**YOUR ASSIGNMENT**
Scan the data for "PartialEq" and copy each matching line.

**INPUT RECORDS**
----

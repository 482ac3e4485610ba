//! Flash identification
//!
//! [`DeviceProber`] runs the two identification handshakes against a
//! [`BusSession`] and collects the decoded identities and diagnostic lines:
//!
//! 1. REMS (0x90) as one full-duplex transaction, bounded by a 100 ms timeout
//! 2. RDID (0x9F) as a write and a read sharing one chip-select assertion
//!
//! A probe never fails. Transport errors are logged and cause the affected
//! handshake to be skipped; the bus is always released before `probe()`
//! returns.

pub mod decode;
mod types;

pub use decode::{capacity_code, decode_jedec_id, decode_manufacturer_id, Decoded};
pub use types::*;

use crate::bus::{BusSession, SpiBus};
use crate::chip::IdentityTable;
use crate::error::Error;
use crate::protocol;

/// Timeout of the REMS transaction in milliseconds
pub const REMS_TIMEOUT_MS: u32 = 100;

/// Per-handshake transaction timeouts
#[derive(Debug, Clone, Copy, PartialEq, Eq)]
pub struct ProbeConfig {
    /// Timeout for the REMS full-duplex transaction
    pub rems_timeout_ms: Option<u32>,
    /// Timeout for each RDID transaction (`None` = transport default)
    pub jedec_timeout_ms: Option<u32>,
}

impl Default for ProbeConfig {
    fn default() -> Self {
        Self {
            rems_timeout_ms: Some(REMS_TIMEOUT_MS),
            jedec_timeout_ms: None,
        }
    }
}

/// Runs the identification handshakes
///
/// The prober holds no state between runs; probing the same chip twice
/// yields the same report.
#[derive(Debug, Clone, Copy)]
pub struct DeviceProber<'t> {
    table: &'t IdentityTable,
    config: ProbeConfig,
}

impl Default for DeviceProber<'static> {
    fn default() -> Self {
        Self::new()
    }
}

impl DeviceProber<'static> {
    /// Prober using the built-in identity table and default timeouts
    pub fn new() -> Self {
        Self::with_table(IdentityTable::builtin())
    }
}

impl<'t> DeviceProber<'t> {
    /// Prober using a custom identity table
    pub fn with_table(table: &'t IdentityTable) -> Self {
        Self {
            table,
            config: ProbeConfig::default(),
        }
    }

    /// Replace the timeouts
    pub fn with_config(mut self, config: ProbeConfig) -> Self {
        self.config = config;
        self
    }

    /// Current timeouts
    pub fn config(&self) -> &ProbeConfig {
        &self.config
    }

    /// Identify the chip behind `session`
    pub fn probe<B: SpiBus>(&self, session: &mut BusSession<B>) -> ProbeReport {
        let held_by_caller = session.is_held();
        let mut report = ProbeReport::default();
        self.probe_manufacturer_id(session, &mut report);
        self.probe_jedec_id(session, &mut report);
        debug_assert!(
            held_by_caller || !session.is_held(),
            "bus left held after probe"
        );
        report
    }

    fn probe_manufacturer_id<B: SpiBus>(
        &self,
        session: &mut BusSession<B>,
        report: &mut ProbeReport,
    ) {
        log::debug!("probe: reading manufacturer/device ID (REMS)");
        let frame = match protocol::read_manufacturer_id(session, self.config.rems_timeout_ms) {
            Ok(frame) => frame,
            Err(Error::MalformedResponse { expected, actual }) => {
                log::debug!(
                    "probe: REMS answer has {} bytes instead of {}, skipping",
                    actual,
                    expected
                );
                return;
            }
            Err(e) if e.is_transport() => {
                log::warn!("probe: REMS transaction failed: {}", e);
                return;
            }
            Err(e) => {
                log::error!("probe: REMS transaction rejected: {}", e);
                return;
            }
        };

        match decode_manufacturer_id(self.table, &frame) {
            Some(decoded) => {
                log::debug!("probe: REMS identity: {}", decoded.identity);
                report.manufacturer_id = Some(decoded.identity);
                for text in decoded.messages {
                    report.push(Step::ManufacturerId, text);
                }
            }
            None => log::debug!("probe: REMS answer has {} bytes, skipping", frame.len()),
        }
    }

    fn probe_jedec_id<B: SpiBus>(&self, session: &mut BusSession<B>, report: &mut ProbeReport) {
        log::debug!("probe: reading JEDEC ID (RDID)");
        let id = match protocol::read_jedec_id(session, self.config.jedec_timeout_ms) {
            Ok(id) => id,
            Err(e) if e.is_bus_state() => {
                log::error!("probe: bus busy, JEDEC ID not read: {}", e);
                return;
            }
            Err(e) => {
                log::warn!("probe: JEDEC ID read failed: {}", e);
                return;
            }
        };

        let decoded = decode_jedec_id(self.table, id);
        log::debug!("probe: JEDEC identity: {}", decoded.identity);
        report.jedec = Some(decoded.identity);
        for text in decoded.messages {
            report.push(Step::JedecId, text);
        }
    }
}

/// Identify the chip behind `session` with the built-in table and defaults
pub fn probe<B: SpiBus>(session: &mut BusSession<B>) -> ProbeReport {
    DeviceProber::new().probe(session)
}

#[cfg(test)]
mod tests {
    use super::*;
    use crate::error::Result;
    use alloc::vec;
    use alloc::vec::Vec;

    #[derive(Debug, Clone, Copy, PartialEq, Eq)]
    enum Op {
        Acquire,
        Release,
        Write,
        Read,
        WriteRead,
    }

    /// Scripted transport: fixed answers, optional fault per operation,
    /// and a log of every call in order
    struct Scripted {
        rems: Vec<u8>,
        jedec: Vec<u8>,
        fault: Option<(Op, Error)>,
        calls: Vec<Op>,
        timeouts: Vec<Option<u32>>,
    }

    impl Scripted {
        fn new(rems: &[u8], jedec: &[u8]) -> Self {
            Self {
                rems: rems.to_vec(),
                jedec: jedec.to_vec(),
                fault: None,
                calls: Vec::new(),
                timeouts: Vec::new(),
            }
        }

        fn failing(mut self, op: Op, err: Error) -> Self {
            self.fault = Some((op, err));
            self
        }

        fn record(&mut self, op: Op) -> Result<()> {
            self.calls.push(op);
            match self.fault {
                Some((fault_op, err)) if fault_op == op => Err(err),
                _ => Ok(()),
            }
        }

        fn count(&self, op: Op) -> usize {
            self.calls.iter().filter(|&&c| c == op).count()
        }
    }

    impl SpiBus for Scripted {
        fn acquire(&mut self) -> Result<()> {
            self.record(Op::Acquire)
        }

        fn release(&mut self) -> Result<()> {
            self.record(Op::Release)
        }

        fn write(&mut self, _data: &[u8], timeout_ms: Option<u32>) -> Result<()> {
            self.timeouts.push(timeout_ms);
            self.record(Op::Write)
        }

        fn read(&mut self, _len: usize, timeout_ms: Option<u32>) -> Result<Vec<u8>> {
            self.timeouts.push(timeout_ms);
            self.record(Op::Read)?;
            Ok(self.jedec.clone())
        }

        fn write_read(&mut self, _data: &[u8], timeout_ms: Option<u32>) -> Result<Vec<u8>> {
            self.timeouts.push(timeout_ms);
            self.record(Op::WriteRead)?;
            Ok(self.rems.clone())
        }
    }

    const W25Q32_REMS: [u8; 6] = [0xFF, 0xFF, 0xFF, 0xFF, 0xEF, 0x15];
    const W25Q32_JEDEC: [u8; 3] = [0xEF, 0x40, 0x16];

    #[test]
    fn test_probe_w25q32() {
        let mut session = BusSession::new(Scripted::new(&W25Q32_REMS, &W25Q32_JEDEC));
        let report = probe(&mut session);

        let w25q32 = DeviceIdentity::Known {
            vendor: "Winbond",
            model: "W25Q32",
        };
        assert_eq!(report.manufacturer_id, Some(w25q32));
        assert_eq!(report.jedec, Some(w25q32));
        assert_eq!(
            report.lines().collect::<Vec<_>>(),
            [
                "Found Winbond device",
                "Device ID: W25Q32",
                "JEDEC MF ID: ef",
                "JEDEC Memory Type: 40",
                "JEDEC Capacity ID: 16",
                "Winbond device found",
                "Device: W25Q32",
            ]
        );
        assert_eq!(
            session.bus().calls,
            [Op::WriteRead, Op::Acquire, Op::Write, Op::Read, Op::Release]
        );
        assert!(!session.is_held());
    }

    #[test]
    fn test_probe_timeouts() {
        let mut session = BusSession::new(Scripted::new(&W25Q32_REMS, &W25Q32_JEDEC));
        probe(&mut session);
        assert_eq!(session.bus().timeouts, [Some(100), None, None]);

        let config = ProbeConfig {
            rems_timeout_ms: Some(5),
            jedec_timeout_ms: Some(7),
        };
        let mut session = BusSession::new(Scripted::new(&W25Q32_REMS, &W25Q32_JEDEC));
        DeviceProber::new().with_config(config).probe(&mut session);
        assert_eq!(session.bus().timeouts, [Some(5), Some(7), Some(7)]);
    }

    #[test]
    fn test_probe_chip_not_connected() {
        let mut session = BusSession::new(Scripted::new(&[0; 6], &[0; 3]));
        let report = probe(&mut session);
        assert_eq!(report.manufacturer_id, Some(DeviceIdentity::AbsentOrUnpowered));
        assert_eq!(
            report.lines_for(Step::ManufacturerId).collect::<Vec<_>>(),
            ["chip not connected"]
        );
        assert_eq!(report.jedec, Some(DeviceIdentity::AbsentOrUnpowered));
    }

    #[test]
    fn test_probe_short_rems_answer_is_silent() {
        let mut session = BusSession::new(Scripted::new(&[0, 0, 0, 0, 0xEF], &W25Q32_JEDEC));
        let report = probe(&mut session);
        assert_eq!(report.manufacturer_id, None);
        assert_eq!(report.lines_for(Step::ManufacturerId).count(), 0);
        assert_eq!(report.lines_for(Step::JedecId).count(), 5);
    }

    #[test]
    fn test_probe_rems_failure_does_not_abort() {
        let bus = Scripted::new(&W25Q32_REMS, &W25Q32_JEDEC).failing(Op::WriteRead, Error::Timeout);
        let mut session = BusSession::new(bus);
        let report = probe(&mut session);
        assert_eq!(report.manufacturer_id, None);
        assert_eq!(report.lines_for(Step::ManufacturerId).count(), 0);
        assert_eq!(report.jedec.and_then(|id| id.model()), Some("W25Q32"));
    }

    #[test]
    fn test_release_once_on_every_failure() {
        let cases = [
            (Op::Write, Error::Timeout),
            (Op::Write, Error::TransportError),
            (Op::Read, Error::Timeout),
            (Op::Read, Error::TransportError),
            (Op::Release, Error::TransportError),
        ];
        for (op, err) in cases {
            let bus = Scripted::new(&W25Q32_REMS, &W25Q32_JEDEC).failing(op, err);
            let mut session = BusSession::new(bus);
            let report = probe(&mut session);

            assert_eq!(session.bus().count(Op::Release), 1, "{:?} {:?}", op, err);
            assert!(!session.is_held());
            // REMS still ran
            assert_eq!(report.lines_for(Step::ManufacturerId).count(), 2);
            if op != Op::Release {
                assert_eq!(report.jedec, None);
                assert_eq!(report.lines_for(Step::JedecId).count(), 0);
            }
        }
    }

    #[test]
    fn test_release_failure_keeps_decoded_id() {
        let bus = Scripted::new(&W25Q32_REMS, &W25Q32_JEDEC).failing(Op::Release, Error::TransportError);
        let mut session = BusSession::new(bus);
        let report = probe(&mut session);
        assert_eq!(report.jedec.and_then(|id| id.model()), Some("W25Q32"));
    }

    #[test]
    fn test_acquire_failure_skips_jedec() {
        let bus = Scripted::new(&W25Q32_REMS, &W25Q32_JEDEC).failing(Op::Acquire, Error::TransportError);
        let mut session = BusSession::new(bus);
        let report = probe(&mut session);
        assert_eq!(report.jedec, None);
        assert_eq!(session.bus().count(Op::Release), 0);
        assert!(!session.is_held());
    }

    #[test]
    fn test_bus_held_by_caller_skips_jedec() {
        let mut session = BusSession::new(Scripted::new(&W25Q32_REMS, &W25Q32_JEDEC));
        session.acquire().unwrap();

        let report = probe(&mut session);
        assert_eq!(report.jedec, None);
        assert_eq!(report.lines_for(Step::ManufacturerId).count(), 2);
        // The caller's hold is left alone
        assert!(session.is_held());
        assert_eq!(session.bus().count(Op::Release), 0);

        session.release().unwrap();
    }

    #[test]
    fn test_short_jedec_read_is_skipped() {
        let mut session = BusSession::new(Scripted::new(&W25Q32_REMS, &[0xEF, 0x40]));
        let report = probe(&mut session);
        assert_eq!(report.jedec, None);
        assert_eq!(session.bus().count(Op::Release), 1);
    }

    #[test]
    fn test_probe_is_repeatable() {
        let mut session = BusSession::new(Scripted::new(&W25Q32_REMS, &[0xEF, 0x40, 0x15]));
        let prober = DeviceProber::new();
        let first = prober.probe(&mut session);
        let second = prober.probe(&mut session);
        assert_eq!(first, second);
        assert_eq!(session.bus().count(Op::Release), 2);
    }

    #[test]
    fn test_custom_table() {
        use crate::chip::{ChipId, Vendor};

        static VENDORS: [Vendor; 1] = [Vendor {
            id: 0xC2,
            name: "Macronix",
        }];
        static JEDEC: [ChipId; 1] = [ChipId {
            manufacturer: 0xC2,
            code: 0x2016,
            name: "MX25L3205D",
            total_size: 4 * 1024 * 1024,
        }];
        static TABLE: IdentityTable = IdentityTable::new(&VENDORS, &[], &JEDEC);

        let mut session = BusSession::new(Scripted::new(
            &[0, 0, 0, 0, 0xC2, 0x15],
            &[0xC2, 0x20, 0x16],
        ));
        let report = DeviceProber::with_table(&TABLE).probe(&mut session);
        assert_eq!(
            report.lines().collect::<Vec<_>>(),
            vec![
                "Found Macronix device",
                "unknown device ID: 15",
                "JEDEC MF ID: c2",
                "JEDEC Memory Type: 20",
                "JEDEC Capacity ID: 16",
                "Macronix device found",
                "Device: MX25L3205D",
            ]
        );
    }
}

----

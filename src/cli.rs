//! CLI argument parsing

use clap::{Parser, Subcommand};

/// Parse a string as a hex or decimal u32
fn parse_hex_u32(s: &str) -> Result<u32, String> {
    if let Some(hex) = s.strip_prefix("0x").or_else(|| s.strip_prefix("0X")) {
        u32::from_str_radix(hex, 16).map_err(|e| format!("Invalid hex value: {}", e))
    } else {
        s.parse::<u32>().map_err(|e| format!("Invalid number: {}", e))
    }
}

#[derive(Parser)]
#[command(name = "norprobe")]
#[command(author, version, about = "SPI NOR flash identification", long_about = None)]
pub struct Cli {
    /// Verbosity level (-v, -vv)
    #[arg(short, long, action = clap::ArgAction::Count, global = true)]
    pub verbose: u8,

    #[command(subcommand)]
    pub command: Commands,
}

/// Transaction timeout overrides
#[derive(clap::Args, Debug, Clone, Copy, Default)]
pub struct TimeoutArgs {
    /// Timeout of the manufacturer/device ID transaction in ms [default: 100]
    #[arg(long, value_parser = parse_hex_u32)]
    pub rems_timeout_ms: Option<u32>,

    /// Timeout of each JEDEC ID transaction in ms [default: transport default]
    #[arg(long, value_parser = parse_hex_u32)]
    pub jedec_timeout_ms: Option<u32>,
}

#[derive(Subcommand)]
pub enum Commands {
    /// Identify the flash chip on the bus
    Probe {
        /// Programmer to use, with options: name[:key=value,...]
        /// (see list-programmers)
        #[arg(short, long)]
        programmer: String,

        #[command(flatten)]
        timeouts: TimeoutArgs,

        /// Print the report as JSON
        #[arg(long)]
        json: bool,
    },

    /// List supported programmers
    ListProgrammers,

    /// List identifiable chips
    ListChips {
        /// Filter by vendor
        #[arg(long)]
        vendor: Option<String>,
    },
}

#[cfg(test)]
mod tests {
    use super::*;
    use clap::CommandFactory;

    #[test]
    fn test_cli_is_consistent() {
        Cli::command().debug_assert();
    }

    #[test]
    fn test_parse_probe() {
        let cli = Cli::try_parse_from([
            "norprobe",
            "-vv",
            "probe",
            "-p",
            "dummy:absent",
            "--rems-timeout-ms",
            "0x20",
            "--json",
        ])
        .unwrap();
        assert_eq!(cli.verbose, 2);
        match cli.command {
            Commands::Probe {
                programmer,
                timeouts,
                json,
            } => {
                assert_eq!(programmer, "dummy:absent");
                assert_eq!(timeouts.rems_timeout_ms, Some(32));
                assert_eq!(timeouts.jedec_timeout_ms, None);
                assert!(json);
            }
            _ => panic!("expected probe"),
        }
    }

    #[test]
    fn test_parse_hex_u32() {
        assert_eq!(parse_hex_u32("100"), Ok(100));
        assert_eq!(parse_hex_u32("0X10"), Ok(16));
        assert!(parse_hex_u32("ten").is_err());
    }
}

----

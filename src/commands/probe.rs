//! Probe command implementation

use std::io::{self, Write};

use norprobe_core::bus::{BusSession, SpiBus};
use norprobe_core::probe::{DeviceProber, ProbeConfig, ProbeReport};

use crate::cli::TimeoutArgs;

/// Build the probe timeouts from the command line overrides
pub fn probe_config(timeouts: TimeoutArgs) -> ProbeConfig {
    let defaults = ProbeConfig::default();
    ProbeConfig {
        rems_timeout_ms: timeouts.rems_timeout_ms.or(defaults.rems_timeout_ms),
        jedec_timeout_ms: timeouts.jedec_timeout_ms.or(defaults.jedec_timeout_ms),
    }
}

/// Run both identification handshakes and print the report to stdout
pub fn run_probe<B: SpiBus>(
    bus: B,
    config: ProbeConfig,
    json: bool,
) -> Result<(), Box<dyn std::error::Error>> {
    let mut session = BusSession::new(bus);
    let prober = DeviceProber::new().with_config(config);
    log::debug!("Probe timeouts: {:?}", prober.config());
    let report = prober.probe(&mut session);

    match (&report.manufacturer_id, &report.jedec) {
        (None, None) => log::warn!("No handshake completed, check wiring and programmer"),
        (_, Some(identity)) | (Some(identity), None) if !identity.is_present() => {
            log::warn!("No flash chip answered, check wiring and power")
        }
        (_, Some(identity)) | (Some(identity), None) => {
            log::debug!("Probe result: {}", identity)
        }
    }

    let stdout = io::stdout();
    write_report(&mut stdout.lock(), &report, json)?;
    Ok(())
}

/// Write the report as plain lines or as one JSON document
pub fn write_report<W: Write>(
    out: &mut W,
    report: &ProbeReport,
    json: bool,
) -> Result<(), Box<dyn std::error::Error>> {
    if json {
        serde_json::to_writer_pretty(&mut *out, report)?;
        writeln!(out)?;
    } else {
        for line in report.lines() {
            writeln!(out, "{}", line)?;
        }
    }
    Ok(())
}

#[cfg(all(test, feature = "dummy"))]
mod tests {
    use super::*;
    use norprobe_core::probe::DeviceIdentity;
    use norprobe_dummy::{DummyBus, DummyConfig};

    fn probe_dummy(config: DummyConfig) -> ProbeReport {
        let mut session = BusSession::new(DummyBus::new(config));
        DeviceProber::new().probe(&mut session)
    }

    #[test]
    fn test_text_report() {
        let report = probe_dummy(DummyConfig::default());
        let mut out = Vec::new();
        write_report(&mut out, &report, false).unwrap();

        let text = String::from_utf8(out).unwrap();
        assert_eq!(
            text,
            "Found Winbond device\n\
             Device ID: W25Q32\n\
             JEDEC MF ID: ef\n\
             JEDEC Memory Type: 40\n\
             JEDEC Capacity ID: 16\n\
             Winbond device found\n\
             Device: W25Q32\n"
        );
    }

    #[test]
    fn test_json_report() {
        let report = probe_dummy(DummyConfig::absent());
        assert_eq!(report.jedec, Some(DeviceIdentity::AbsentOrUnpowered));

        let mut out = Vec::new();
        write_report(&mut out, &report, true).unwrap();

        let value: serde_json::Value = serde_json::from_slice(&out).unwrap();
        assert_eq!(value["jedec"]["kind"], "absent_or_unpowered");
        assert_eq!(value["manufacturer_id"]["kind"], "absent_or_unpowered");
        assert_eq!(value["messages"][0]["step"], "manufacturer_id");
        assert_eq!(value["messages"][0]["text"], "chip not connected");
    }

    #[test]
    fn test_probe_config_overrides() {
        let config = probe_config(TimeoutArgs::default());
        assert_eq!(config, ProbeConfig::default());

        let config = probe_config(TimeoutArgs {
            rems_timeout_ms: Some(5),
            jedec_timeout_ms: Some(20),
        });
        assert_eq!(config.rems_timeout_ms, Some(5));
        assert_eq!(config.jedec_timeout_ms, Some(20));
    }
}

----

**ANSWER AREA**
#[derive(Debug, Clone, Copy, PartialEq, Eq)]
    #[derive(Debug, Clone, Copy, PartialEq, Eq)]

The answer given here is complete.